Items listed in a dataset
>>>

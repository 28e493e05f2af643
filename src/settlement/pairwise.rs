//! Pairwise running ledger.
//!
//! Tracks what each pair of participants owes each other directly, without
//! netting across the group. Reversed debts cancel within their pair, but a
//! chain like A → B → C stays as two transfers. Use the net-balance matcher
//! when the fewest transfers matter; use this when people want to see who
//! covered whom.

use crate::core::expense::{Expense, ExpenseSet};
use crate::core::money::{round_cents, EPSILON};
use crate::core::participant::ParticipantId;
use crate::error::{ExpenseDefect, Result, SettleError};
use crate::settlement::matcher::{Settlement, SettlementOutcome};
use log::{debug, warn};
use rust_decimal::Decimal;
use std::collections::BTreeMap;

/// Debts between unordered pairs of participants.
///
/// Each pair is stored once under `(lo, hi)` with `lo < hi`. A positive
/// amount means `lo` owes `hi`; a negative amount means `hi` owes `lo`.
#[derive(Debug, Clone, Default, PartialEq, Eq)]
pub struct PairwiseLedger {
    debts: BTreeMap<(ParticipantId, ParticipantId), Decimal>,
}

impl PairwiseLedger {
    pub fn new() -> Self {
        Self::default()
    }

    /// Fold a batch of expenses into pairwise debts.
    pub fn from_expenses(expenses: &ExpenseSet) -> Result<Self> {
        let mut ledger = Self::new();
        for (index, expense) in expenses.expenses().iter().enumerate() {
            ledger.apply_expense(expense).map_err(|defect| {
                warn!("Rejecting expense {}: {}", index, defect);
                SettleError::InvalidExpense { index, defect }
            })?;
        }
        debug!("Pairwise ledger holds {} open pairs", ledger.open_pairs());
        Ok(ledger)
    }

    /// Every involved participant other than the payer owes the payer one share.
    pub fn apply_expense(&mut self, expense: &Expense) -> std::result::Result<(), ExpenseDefect> {
        expense.validate()?;
        let split = expense.split_amount().ok_or(ExpenseDefect::NoParticipants)?;
        for person in expense.involved() {
            if person != expense.payer() {
                self.record_debt(person, expense.payer(), split);
            }
        }
        Ok(())
    }

    /// Record that `debtor` owes `creditor` a further `amount`.
    pub fn record_debt(&mut self, debtor: &ParticipantId, creditor: &ParticipantId, amount: Decimal) {
        if debtor == creditor {
            return;
        }
        let key = Self::key(debtor, creditor);
        let signed = if debtor < creditor { amount } else { -amount };
        let entry = self.debts.entry(key.clone()).or_insert(Decimal::ZERO);
        *entry += signed;
        if entry.is_zero() {
            self.debts.remove(&key);
        }
    }

    /// Net amount `debtor` owes `creditor`; negative when the debt runs the
    /// other way.
    pub fn owed(&self, debtor: &ParticipantId, creditor: &ParticipantId) -> Decimal {
        let amount = self
            .debts
            .get(&Self::key(debtor, creditor))
            .copied()
            .unwrap_or(Decimal::ZERO);
        if debtor < creditor {
            amount
        } else {
            -amount
        }
    }

    /// Number of pairs with a non-negligible debt.
    pub fn open_pairs(&self) -> usize {
        self.debts.values().filter(|v| v.abs() > EPSILON).count()
    }

    /// One transfer per open pair, in pair order.
    pub fn settlements(&self) -> SettlementOutcome {
        let transfers = self
            .debts
            .iter()
            .filter_map(|((lo, hi), amount)| {
                let rounded = round_cents(amount.abs());
                if rounded <= EPSILON {
                    return None;
                }
                let settlement = if *amount > Decimal::ZERO {
                    Settlement::new(lo.clone(), hi.clone(), rounded)
                } else {
                    Settlement::new(hi.clone(), lo.clone(), rounded)
                };
                Some(settlement)
            })
            .collect();
        SettlementOutcome::from_transfers(transfers)
    }

    fn key(a: &ParticipantId, b: &ParticipantId) -> (ParticipantId, ParticipantId) {
        if a < b {
            (a.clone(), b.clone())
        } else {
            (b.clone(), a.clone())
        }
    }
}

<<<

— Your assignment —
The entries above must be transcribed word for word.

— Answer to this exercise —
repository 28e493e05f2af643
filename src/settlement/pairwise.rs
//! Pairwise running ledger.
//!
//! Tracks what each pair of participants owes each other directly, without
//! netting across the group. Reversed debts cancel within their pair, but a
//! chain like A → B → C stays as two transfers. Use the net-balance matcher
//! when the fewest transfers matter; use this when people want to see who
//! covered whom.

use crate::core::expense::{Expense, ExpenseSet};
use crate::core::money::{round_cents, EPSILON};
use crate::core::participant::ParticipantId;
use crate::error::{ExpenseDefect, Result, SettleError};
use crate::settlement::matcher::{Settlement, SettlementOutcome};
use log::{debug, warn};
use rust_decimal::Decimal;
use std::collections::BTreeMap;

/// Debts between unordered pairs of participants.
///
/// Each pair is stored once under `(lo, hi)` with `lo < hi`. A positive
/// amount means `lo` owes `hi`; a negative amount means `hi` owes `lo`.
#[derive(Debug, Clone, Default, PartialEq, Eq)]
pub struct PairwiseLedger {
    debts: BTreeMap<(ParticipantId, ParticipantId), Decimal>,
}

impl PairwiseLedger {
    pub fn new() -> Self {
        Self::default()
    }

    /// Fold a batch of expenses into pairwise debts.
    pub fn from_expenses(expenses: &ExpenseSet) -> Result<Self> {
        let mut ledger = Self::new();
        for (index, expense) in expenses.expenses().iter().enumerate() {
            ledger.apply_expense(expense).map_err(|defect| {
                warn!("Rejecting expense {}: {}", index, defect);
                SettleError::InvalidExpense { index, defect }
            })?;
        }
        debug!("Pairwise ledger holds {} open pairs", ledger.open_pairs());
        Ok(ledger)
    }

    /// Every involved participant other than the payer owes the payer one share.
    pub fn apply_expense(&mut self, expense: &Expense) -> std::result::Result<(), ExpenseDefect> {
        expense.validate()?;
        let split = expense.split_amount().ok_or(ExpenseDefect::NoParticipants)?;
        for person in expense.involved() {
            if person != expense.payer() {
                self.record_debt(person, expense.payer(), split);
            }
        }
        Ok(())
    }

    /// Record that `debtor` owes `creditor` a further `amount`.
    pub fn record_debt(&mut self, debtor: &ParticipantId, creditor: &ParticipantId, amount: Decimal) {
        if debtor == creditor {
            return;
        }
        let key = Self::key(debtor, creditor);
        let signed = if debtor < creditor { amount } else { -amount };
        let entry = self.debts.entry(key.clone()).or_insert(Decimal::ZERO);
        *entry += signed;
        if entry.is_zero() {
            self.debts.remove(&key);
        }
    }

    /// Net amount `debtor` owes `creditor`; negative when the debt runs the
    /// other way.
    pub fn owed(&self, debtor: &ParticipantId, creditor: &ParticipantId) -> Decimal {
        let amount = self
            .debts
            .get(&Self::key(debtor, creditor))
            .copied()
            .unwrap_or(Decimal::ZERO);
        if debtor < creditor {
            amount
        } else {
            -amount
        }
    }

    /// Number of pairs with a non-negligible debt.
    pub fn open_pairs(&self) -> usize {
        self.debts.values().filter(|v| v.abs() > EPSILON).count()
    }

    /// One transfer per open pair, in pair order.
    pub fn settlements(&self) -> SettlementOutcome {
        let transfers = self
            .debts
            .iter()
            .filter_map(|((lo, hi), amount)| {
                let rounded = round_cents(amount.abs());
                if rounded <= EPSILON {
                    return None;
                }
                let settlement = if *amount > Decimal::ZERO {
                    Settlement::new(lo.clone(), hi.clone(), rounded)
                } else {
                    Settlement::new(hi.clone(), lo.clone(), rounded)
                };
                Some(settlement)
            })
            .collect();
        SettlementOutcome::from_transfers(transfers)
    }

    fn key(a: &ParticipantId, b: &ParticipantId) -> (ParticipantId, ParticipantId) {
        if a < b {
            (a.clone(), b.clone())
        } else {
            (b.clone(), a.clone())
        }
    }
}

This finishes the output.